> **What needs to be done**
Reproduce precisely the lines of the listing below, starting with the line that contains "use super::sealed::Sealed;" and stopping after the line that contains "itself failed mid-stream."; include nothing else.

┄┄┄┄┄┄

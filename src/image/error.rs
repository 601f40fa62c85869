// ABOUTME: Error taxonomy for image acquisition operations.
// ABOUTME: Configuration errors are synchronous; the rest surface from the stream drive.

use crate::engine::EngineError;
use crate::types::ParseImageRefError;
use std::path::PathBuf;
use std::time::Duration;
use thiserror::Error;

/// Errors from pull and build operations.
///
/// Every operation resolves to exactly one `Ok(())` or one of these; there
/// is no separate callback channel and nothing is retried automatically.
#[derive(Debug, Error)]
pub enum AcquireError {
    #[error("invalid image reference: {0}")]
    InvalidReference(#[from] ParseImageRefError),

    #[error("build requires a source path in the image descriptor")]
    MissingContext,

    #[error("build context {0} is not a directory")]
    InvalidContext(PathBuf),

    #[error("failed to archive build context: {0}")]
    ContextArchive(String),

    #[error(transparent)]
    Transport(#[from] EngineError),

    #[error("engine reported failure: {0}")]
    EngineReported(String),

    #[error("engine did not finish within {0:?}")]
    DeadlineExceeded(Duration),
}
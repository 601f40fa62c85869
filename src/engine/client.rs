// ABOUTME: The EngineClient capability trait consumed by image acquisition.
// ABOUTME: Pull and build return raw chunk streams; in-band errors arrive as data.

use super::error::EngineError;
use super::sealed::Sealed;
use async_trait::async_trait;
use bytes::Bytes;
use futures::Stream;
use std::pin::Pin;

/// Raw chunks of the engine's streamed progress output.
///
/// The engine reports in-band errors as ordinary data; an `Err` item here
/// means the transport itself failed mid-stream.
pub type ChunkStream = Pin<Box<dyn Stream<Item = Result<Bytes, EngineError>> + Send>>;

/// Tar bytes fed to the engine for a build.
///
/// Read lazily so large build contexts are never buffered whole.
pub type ContextStream = Pin<Box<dyn Stream<Item = Result<Bytes, std::io::Error>> + Send>>;

/// The minimal engine surface image acquisition needs.
///
/// An `Err` return means the engine rejected the request before any
/// streaming began (connectivity, bad request); everything after that is
/// delivered through the chunk stream.
#[async_trait]
pub trait EngineClient: Sealed + Send + Sync {
    /// Start pulling `reference` from its registry.
    async fn pull(&self, reference: &str) -> Result<ChunkStream, EngineError>;

    /// Start building an image from a streamed tar `context`, tagged `tag`.
    async fn build_image(&self, context: ContextStream, tag: &str)
    -> Result<ChunkStream, EngineError>;
}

┄┄┄┄┄┄

> **Finished exercise**
use super::sealed::Sealed;
use async_trait::async_trait;
use bytes::Bytes;
use futures::Stream;
use std::pin::Pin;

/// Raw chunks of the engine's streamed progress output.
///
/// The engine reports in-band errors as ordinary data; an `Err` item here
/// means the transport itself failed mid-stream.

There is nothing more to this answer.